MSA 500 G2 with 4 nodes

I have an MSA 500 G2 with the high availability kit. I have 4 servers accessing to the SAN with 2 volumes created. All 4 servers are running WIN 2K3 R2. 2 of the servers are IIS, and 2 are SQL 2005 servers.

I continue to get NTFS errors, (Event ID 55) with data corruption, but no apparent data loss. This always requires a reboot with an offline CHKDSK operation. This fixes it, but the problem returns within a few days.

Currently there is light usage of any of the servers, but that is about to change, and I need to track down this problem. I have not been able to create the problem myself, and cannot pinpoint any particular process that is causing the errors.

I would appreciate any advice on this problem!

Thanks
6 REPLIES 6
Sandy Chen
Honored Contributor

Re: MSA 500 G2 with 4 nodes

Hi,

Can you let us know what is your LUN Raid level, your multipathing software (securepath etc, and it's version).

How do you zone the SAN switch and SSP on the MSA?

Is this 2 LUN is shared between this 4 servers??

Regards,
Sandy
I never think of the future. It comes soon enough.
Scott Moring
New Member

Re: MSA 500 G2 with 4 nodes

The SAN is RAID 5 with a Hot Spare.

I am not running the Multipath Software because it is not setup Multi-Path.

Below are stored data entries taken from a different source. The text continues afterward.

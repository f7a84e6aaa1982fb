//! Replayer: republishes a recorded log with the original inter-message
//! timing, scaled by a speed multiplier.
//!
//! Each entry's wake time is computed from one absolute origin (the replay
//! start paired with the first entry's timestamp), never from the previous
//! publish, so jitter on one message does not shift the rest.
use crate::broker::{Broker, ConnectionStatus};
use crate::clock::{Shutdown, sleep_until};
use crate::error::{Error, Result};
use crate::record::DurableLog;
use crate::topic::TopicRewrite;
use std::time::{Duration, Instant};
use tracing::{debug, info, warn};

pub const DEFAULT_CONNECT_TIMEOUT: Duration = Duration::from_secs(5);

/// Rejects speed multipliers that are not positive and finite.
pub fn validate_speed(speed_multiplier: f64) -> Result<()> {
    if speed_multiplier > 0.0 && speed_multiplier.is_finite() {
        Ok(())
    } else {
        Err(Error::InvalidArgument(format!(
            "speed multiplier must be a positive number, got {speed_multiplier}"
        )))
    }
}

#[derive(Debug, Clone)]
pub struct ReplayOptions {
    pub recording_base: String,
    pub replay_base: String,
    pub connect_timeout: Duration,
}

#[derive(Debug, Clone, Copy, PartialEq, Eq)]
pub struct ReplaySummary {
    pub published: u64,
    pub cancelled: bool,
    pub elapsed: Duration,
}

pub struct Replayer<'a, B: Broker + ?Sized> {
    broker: &'a B,
    status: &'a ConnectionStatus,
    log: DurableLog,
    rewrite: TopicRewrite,
    connect_timeout: Duration,
    shutdown: Shutdown,
}

impl<'a, B: Broker + ?Sized> Replayer<'a, B> {
    pub fn new(broker: &'a B, status: &'a ConnectionStatus, log: DurableLog, opts: ReplayOptions) -> Self {
        Self {
            broker,
            status,
            log,
            rewrite: TopicRewrite::new(opts.recording_base, opts.replay_base),
            connect_timeout: opts.connect_timeout,
            shutdown: Shutdown::new(),
        }
    }

    /// Uses `shutdown` to abandon the replay between entries or mid-sleep.
    pub fn with_shutdown(mut self, shutdown: Shutdown) -> Self {
        self.shutdown = shutdown;
        self
    }

    /// Replays the whole log, then asks the broker to disconnect.
    ///
    /// `speed_multiplier` must be positive and finite; 1.0 keeps the
    /// recorded timing, 2.0 halves every delay. It is validated before any
    /// wait or file access.
    pub fn start(&self, speed_multiplier: f64) -> Result<ReplaySummary> {
        validate_speed(speed_multiplier)?;
        if !self.status.wait_connected(self.connect_timeout, &self.shutdown) {
            if self.shutdown.is_triggered() {
                info!("replay cancelled before connecting");
                return Ok(ReplaySummary {
                    published: 0,
                    cancelled: true,
                    elapsed: Duration::ZERO,
                });
            }
            return Err(Error::NotConnected(self.connect_timeout));
        }

        let outcome = self.publish_all(speed_multiplier);
        if let Err(e) = self.broker.disconnect() {
            warn!(error = %e, "disconnect after replay failed");
        }
        outcome
    }

    fn publish_all(&self, speed_multiplier: f64) -> Result<ReplaySummary> {
        let begin = Instant::now();
        let mut first_message_ts: Option<f64> = None;
        let mut published = 0u64;
        let summary = |published, cancelled| ReplaySummary {
            published,
            cancelled,
            elapsed: begin.elapsed(),
        };

        for entry in self.log.read_all()? {
            let entry = entry?;
            let origin = *first_message_ts.get_or_insert(entry.timestamp);
            // if the recording's clock stepped backwards, publish immediately
            let delay = ((entry.timestamp - origin) / speed_multiplier).max(0.0);
            let wake = Duration::try_from_secs_f64(delay)
                .ok()
                .and_then(|d| begin.checked_add(d))
                .ok_or_else(|| {
                    Error::InvalidArgument(format!(
                        "delay of {delay}s for entry {} is out of range",
                        entry.message_index
                    ))
                })?;

            if !sleep_until(wake, &self.shutdown) {
                info!(published, "replay cancelled");
                return Ok(summary(published, true));
            }

            let topic = self.rewrite.apply(&entry.topic);
            let payload = serde_json::to_vec(&entry.payload)?;
            self.broker.publish(&topic, payload)?;
            published += 1;
            debug!(topic = %topic, index = entry.message_index, delay, "published");
        }

        let done = summary(published, false);
        info!(published, elapsed = ?done.elapsed, path = %self.log.path().display(), "replay complete");
        Ok(done)
    }
}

There are two volumes set up, and all 4 nodes can see both volumes.

Not sure what you mean by Zoning. I do not have SSP enable right now, but am considering it.

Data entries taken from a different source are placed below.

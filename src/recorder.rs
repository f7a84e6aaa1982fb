//! Recorder: turns every message under a base topic into a log entry with
//! a gapless, monotonically increasing index.
//!
//! Messages are handled synchronously on the thread driving the broker
//! connection, so a slow append delays further deliveries instead of
//! dropping or reordering them.
use crate::broker::{Broker, ConnectionHandler};
use crate::clock::now_unix_secs;
use crate::error::{Error, Result};
use crate::record::{DurableLog, LogEntry};
use crate::topic::subtree_pattern;
use tracing::{debug, error, info, warn};

/// Interval for logging the recorded message count.
const LOG_INTERVAL: u64 = 100;

#[derive(Debug, Clone, Copy, PartialEq, Eq)]
pub enum RecorderState {
    Disconnected,
    Connecting,
    Connected,
}

/// How the index counter was seeded at startup.
#[derive(Debug)]
pub enum Resume {
    Fresh,
    Continue { next_index: u64 },
    /// The tail could not be read; counting restarts at 0 and indices may
    /// collide with entries from an earlier session.
    CorruptTail(Error),
    /// The log exists but could not be read at all.
    Unreadable(Error),
}

#[derive(Debug, Default, Clone, Copy, PartialEq, Eq)]
pub struct RecorderStats {
    pub recorded: u64,
    pub dropped: u64,
}

pub struct Recorder {
    log: DurableLog,
    subscription: String,
    next_index: u64,
    state: RecorderState,
    stats: RecorderStats,
}

impl Recorder {
    pub fn new(log: DurableLog, base_topic: &str) -> Self {
        Self {
            log,
            subscription: subtree_pattern(base_topic),
            next_index: 0,
            state: RecorderState::Disconnected,
            stats: RecorderStats::default(),
        }
    }

    /// Seeds the index counter from the log. Call before accepting
    /// messages.
    pub fn resume(&mut self) -> Resume {
        match self.log.recover_last_index() {
            Ok(0) => {
                self.next_index = 0;
                info!(path = %self.log.path().display(), "starting new log");
                Resume::Fresh
            }
            Ok(next_index) => {
                self.next_index = next_index;
                info!(path = %self.log.path().display(), next_index, "resuming log");
                Resume::Continue { next_index }
            }
            Err(e @ Error::CorruptTail { .. }) => {
                self.next_index = 0;
                warn!(error = %e, "cannot resume index; restarting at 0, indices may repeat");
                Resume::CorruptTail(e)
            }
            Err(e) => {
                self.next_index = 0;
                error!(error = %e, "cannot read log for resume; restarting at 0");
                Resume::Unreadable(e)
            }
        }
    }

    /// Decodes, stamps and appends one message. The counter only advances
    /// once the entry is durable.
    pub fn record(&mut self, topic: &str, raw_payload: &[u8]) -> Result<LogEntry> {
        let payload = serde_json::from_slice(raw_payload).map_err(|source| Error::Decode {
            topic: topic.to_string(),
            source,
        })?;
        let entry = LogEntry {
            timestamp: now_unix_secs(),
            topic: topic.to_string(),
            payload,
            message_index: self.next_index,
        };
        self.log.append(&entry)?;
        self.next_index += 1;
        self.stats.recorded += 1;
        Ok(entry)
    }

    pub fn next_index(&self) -> u64 {
        self.next_index
    }

    pub fn state(&self) -> RecorderState {
        self.state
    }

    pub fn stats(&self) -> RecorderStats {
        self.stats
    }
}

impl ConnectionHandler for Recorder {
    fn on_connecting(&mut self) {
        self.state = RecorderState::Connecting;
    }

    fn on_connected(&mut self, broker: &dyn Broker) {
        self.state = RecorderState::Connected;
        match broker.subscribe(&self.subscription) {
            Ok(()) => info!(pattern = %self.subscription, "recorder subscribed"),
            Err(e) => error!(pattern = %self.subscription, error = %e, "subscribe failed"),
        }
    }

    fn on_disconnected(&mut self) {
        self.state = RecorderState::Disconnected;
    }

    fn on_message(&mut self, topic: &str, payload: &[u8]) {
        match self.record(topic, payload) {
            Ok(entry) => {
                debug!(topic, index = entry.message_index, "recorded");
                if self.stats.recorded % LOG_INTERVAL == 0 {
                    info!(recorded = self.stats.recorded, dropped = self.stats.dropped, "recording");
                }
            }
            Err(e) => {
                self.stats.dropped += 1;
                warn!(topic, index = self.next_index, error = %e, "dropping message");
            }
        }
    }
}
//! Topic helpers: subtree subscriptions and base-prefix rewriting.

/// Subscription pattern covering `base` and all of its descendants.
pub fn subtree_pattern(base: &str) -> String {
    let base = base.trim_end_matches('/');
    if base.is_empty() {
        "#".to_string()
    } else {
        format!("{base}/#")
    }
}

/// Replaces a recorded base-topic prefix with the replay prefix.
///
/// Only a leading occurrence is substituted, once. Topics that do not start
/// with the recorded base are returned unchanged.
#[derive(Debug, Clone, PartialEq, Eq)]
pub struct TopicRewrite {
    from: String,
    to: String,
}

impl TopicRewrite {
    pub fn new(from: impl Into<String>, to: impl Into<String>) -> Self {
        Self {
            from: from.into(),
            to: to.into(),
        }
    }

    pub fn apply(&self, topic: &str) -> String {
        match topic.strip_prefix(self.from.as_str()) {
            Some(rest) if !self.from.is_empty() => format!("{}{}", self.to, rest),
            _ => topic.to_string(),
        }
    }
}
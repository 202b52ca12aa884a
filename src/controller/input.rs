/// Platform-agnostic input handling system
use std::collections::HashSet;

use crate::error::{Result, SceneError};

/// Platform-independent input events
#[derive(Debug, Clone)]
pub enum InputEvent {
    KeyDown(String),
    KeyUp(String),

    // Window events
    FocusLost,
    VisibilityChanged { visible: bool },
}

#[derive(Debug, Clone, Copy, PartialEq, Eq, Hash)]
pub enum Direction {
    Up,
    Down,
    Left,
    Right,
}

impl Direction {
    pub const ALL: [Direction; 4] = [
        Direction::Up,
        Direction::Down,
        Direction::Left,
        Direction::Right,
    ];

    /// `UP`, `DOWN`, `LEFT`, `RIGHT`, any case.
    pub fn from_name(name: &str) -> Option<Self> {
        Self::ALL
            .into_iter()
            .find(|d| d.name().eq_ignore_ascii_case(name))
    }

    pub fn name(self) -> &'static str {
        match self {
            Direction::Up => "UP",
            Direction::Down => "DOWN",
            Direction::Left => "LEFT",
            Direction::Right => "RIGHT",
        }
    }
}

/// Snapshot of the four steering directions for one frame.
#[derive(Debug, Clone, Copy, Default, PartialEq, Eq)]
pub struct KeysPressed {
    pub up: bool,
    pub down: bool,
    pub left: bool,
    pub right: bool,
}

impl KeysPressed {
    pub fn is_pressed(&self, direction: Direction) -> bool {
        match direction {
            Direction::Up => self.up,
            Direction::Down => self.down,
            Direction::Left => self.left,
            Direction::Right => self.right,
        }
    }

    pub fn set(&mut self, direction: Direction, pressed: bool) {
        match direction {
            Direction::Up => self.up = pressed,
            Direction::Down => self.down = pressed,
            Direction::Left => self.left = pressed,
            Direction::Right => self.right = pressed,
        }
    }

    /// Build from `(name, pressed)` pairs. Missing directions count as
    /// released; unknown names are an error.
    pub fn from_named<'a, I>(entries: I) -> Result<Self>
    where
        I: IntoIterator<Item = (&'a str, bool)>,
    {
        let mut keys = Self::default();
        for (name, pressed) in entries {
            let direction = Direction::from_name(name)
                .ok_or_else(|| SceneError::MalformedKeyState(name.to_string()))?;
            keys.set(direction, pressed);
        }
        Ok(keys)
    }
}

/// Raw key state collected from keyboard events
pub struct InputState {
    pub pressed_keys: HashSet<String>,
}

impl Default for InputState {
    fn default() -> Self {
        Self::new()
    }
}

impl InputState {
    pub fn new() -> Self {
        Self {
            pressed_keys: HashSet::new(),
        }
    }

    /// Process an input event and update state
    pub fn process_event(&mut self, event: &InputEvent) {
        match event {
            InputEvent::KeyDown(key) => {
                self.pressed_keys.insert(key.clone());
            }
            InputEvent::KeyUp(key) => {
                self.pressed_keys.remove(key.as_str());
            }
            // Key-up events are lost while the page is hidden or unfocused
            InputEvent::FocusLost | InputEvent::VisibilityChanged { .. } => {
                self.clear_keys();
            }
        }
    }

    pub fn is_key_pressed(&self, key: &str) -> bool {
        self.pressed_keys.contains(key)
    }

    pub fn clear_keys(&mut self) {
        self.pressed_keys.clear();
    }
}

/// Key mapping configuration
#[derive(Clone)]
pub struct KeyBindings {
    pub up: Vec<String>,
    pub down: Vec<String>,
    pub left: Vec<String>,
    pub right: Vec<String>,
}

impl Default for KeyBindings {
    fn default() -> Self {
        let keys = |names: &[&str]| names.iter().map(|s| s.to_string()).collect();
        Self {
            up: keys(&["ArrowUp", "w", "W"]),
            down: keys(&["ArrowDown", "s", "S"]),
            left: keys(&["ArrowLeft", "a", "A"]),
            right: keys(&["ArrowRight", "d", "D"]),
        }
    }
}

impl KeyBindings {
    fn keys_for(&self, direction: Direction) -> &[String] {
        match direction {
            Direction::Up => &self.up,
            Direction::Down => &self.down,
            Direction::Left => &self.left,
            Direction::Right => &self.right,
        }
    }
}

/// High-level input processor
#[derive(Clone, Default)]
pub struct InputProcessor {
    bindings: KeyBindings,
}

impl InputProcessor {
    pub fn new(bindings: KeyBindings) -> Self {
        Self { bindings }
    }

    pub fn keys_pressed(&self, input: &InputState) -> KeysPressed {
        let mut keys = KeysPressed::default();
        for direction in Direction::ALL {
            let pressed = self
                .bindings
                .keys_for(direction)
                .iter()
                .any(|k| input.is_key_pressed(k));
            keys.set(direction, pressed);
        }
        keys
    }

    /// Keys whose browser default (scrolling) must be suppressed.
    pub fn is_steering_key(&self, key: &str) -> bool {
        Direction::ALL
            .into_iter()
            .any(|d| self.bindings.keys_for(d).iter().any(|k| k == key))
    }
}

#[cfg(target_arch = "wasm32")]
pub mod wasm {
    use super::*;
    use web_sys::KeyboardEvent;

    pub fn keyboard_event_to_input(e: &KeyboardEvent, is_down: bool) -> InputEvent {
        let key = e.key();
        if is_down {
            InputEvent::KeyDown(key)
        } else {
            InputEvent::KeyUp(key)
        }
    }
}

#[cfg(not(target_arch = "wasm32"))]
pub mod native {
    use super::*;
    use winit::event::{ElementState, KeyEvent};
    use winit::keyboard::{Key, NamedKey};

    /// Key names match the browser's `KeyboardEvent.key` so the same
    /// bindings work on both platforms.
    pub fn key_name(key: &Key) -> Option<String> {
        match key {
            Key::Named(NamedKey::ArrowUp) => Some("ArrowUp".to_string()),
            Key::Named(NamedKey::ArrowDown) => Some("ArrowDown".to_string()),
            Key::Named(NamedKey::ArrowLeft) => Some("ArrowLeft".to_string()),
            Key::Named(NamedKey::ArrowRight) => Some("ArrowRight".to_string()),
            Key::Named(NamedKey::Escape) => Some("Escape".to_string()),
            Key::Character(s) => Some(s.to_string()),
            _ => None,
        }
    }

    pub fn key_event_to_input(event: &KeyEvent) -> Option<InputEvent> {
        let name = key_name(&event.logical_key)?;
        Some(match event.state {
            ElementState::Pressed => InputEvent::KeyDown(name),
            ElementState::Released => InputEvent::KeyUp(name),
        })
    }
}

#[cfg(test)]
mod tests {
    use super::*;

    fn state_with(keys: &[&str]) -> InputState {
        let mut state = InputState::new();
        for k in keys {
            state.process_event(&InputEvent::KeyDown(k.to_string()));
        }
        state
    }

    #[test]
    fn arrows_and_wasd_map_to_directions() {
        let processor = InputProcessor::default();
        let keys = processor.keys_pressed(&state_with(&["ArrowUp", "d"]));
        assert_eq!(
            keys,
            KeysPressed {
                up: true,
                down: false,
                left: false,
                right: true
            }
        );
    }

    #[test]
    fn key_up_releases_direction() {
        let processor = InputProcessor::default();
        let mut state = state_with(&["ArrowLeft"]);
        state.process_event(&InputEvent::KeyUp("ArrowLeft".to_string()));
        assert_eq!(processor.keys_pressed(&state), KeysPressed::default());
    }

    #[test]
    fn focus_loss_clears_everything() {
        let mut state = state_with(&["ArrowUp", "ArrowLeft"]);
        state.process_event(&InputEvent::FocusLost);
        assert!(state.pressed_keys.is_empty());
    }

    #[test]
    fn named_key_state_accepts_known_names_in_any_case() {
        let keys = KeysPressed::from_named([("UP", true), ("left", true), ("Down", false)]).unwrap();
        assert!(keys.up && keys.left);
        assert!(!keys.down && !keys.right);
    }

    #[test]
    fn named_key_state_rejects_unknown_names() {
        let err = KeysPressed::from_named([("UP", true), ("JUMP", true)]).unwrap_err();
        assert_eq!(err, SceneError::MalformedKeyState("JUMP".to_string()));
    }

    #[test]
    fn steering_keys_are_recognized() {
        let processor = InputProcessor::default();
        assert!(processor.is_steering_key("ArrowDown"));
        assert!(processor.is_steering_key("w"));
        assert!(!processor.is_steering_key("Escape"));
    }
}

Currently each of the servers runs a 642 SCSI card, and they are attached to the MSA.

It is a 4 LUN card in the MSA, so each node has it's own connection to the SAN.

I hope that helps.

TIA
Stephen Kebbell
Honored Contributor

Re: MSA 500 G2 with 4 nodes

Hi,

first things first: you have an MSA500, which has nothing to do with SAN. It's a shared SCSI Box, so you can forget about SAN Switches and zoning. Multipathing is also not relevant here, as you have 4 servers with 1 SA642 in each, so it's all single path.
You say you have 2 SQL servers and 2 IIS servers - are they clustered? If not, SSP will not help much, although you should use it anyway. 2 or more standalone windows servers CANNOT access the same LUN, as it will lead to data corruption. You either need to cluster the servers (1 cluster for SQL, 1 cluster for IIS), or use a shared filesystem like Polyserve.

Regards,
Stepohen
Scott Moring
New Member

Re: MSA 500 G2 with 4 nodes

Thanks for the info Stephen.

You say that all 4 nodes cannot access the same LUN without data corruption. Does that hold true even if I set up SSP and 4 partitions on the volumes? So that each node has it's own volume and can't see the others.

I know clustering will accomplish this as well, but I don't want to go that route if I am not forced to. Even setting up SSP will present it's own drawbacks to what I am trying to accomplish.

Thanks again
Stephen Kebbell
Honored Contributor
Solution

Re: MSA 500 G2 with 4 nodes

Hi Scott,

if you create 4 logical drives on the MSA500 and use SSP so that each server sees only one logical drive each, then you are fine. Using just Windows partitioning won't work.

NTFS is not a shared file system. If you had the same volume presented to 2 servers, if one server writes data to the disk, the other one will not see these changes (unless you reboot it). And because neither server knows about the other, they both assume they have exclusive block-level access to this disk. Both servers could end up writing different data to the same blocks, thus resulting in data corruption. In a normal Windows Cluster, the cluster locks a disk so that only one node has access at any particluar time.

Regards,
Stephen
Scott Moring
New Member

Re: MSA 500 G2 with 4 nodes

Perfect! This is the information that I needed. I had a feeling that was what was going on, but wanted more confirmation.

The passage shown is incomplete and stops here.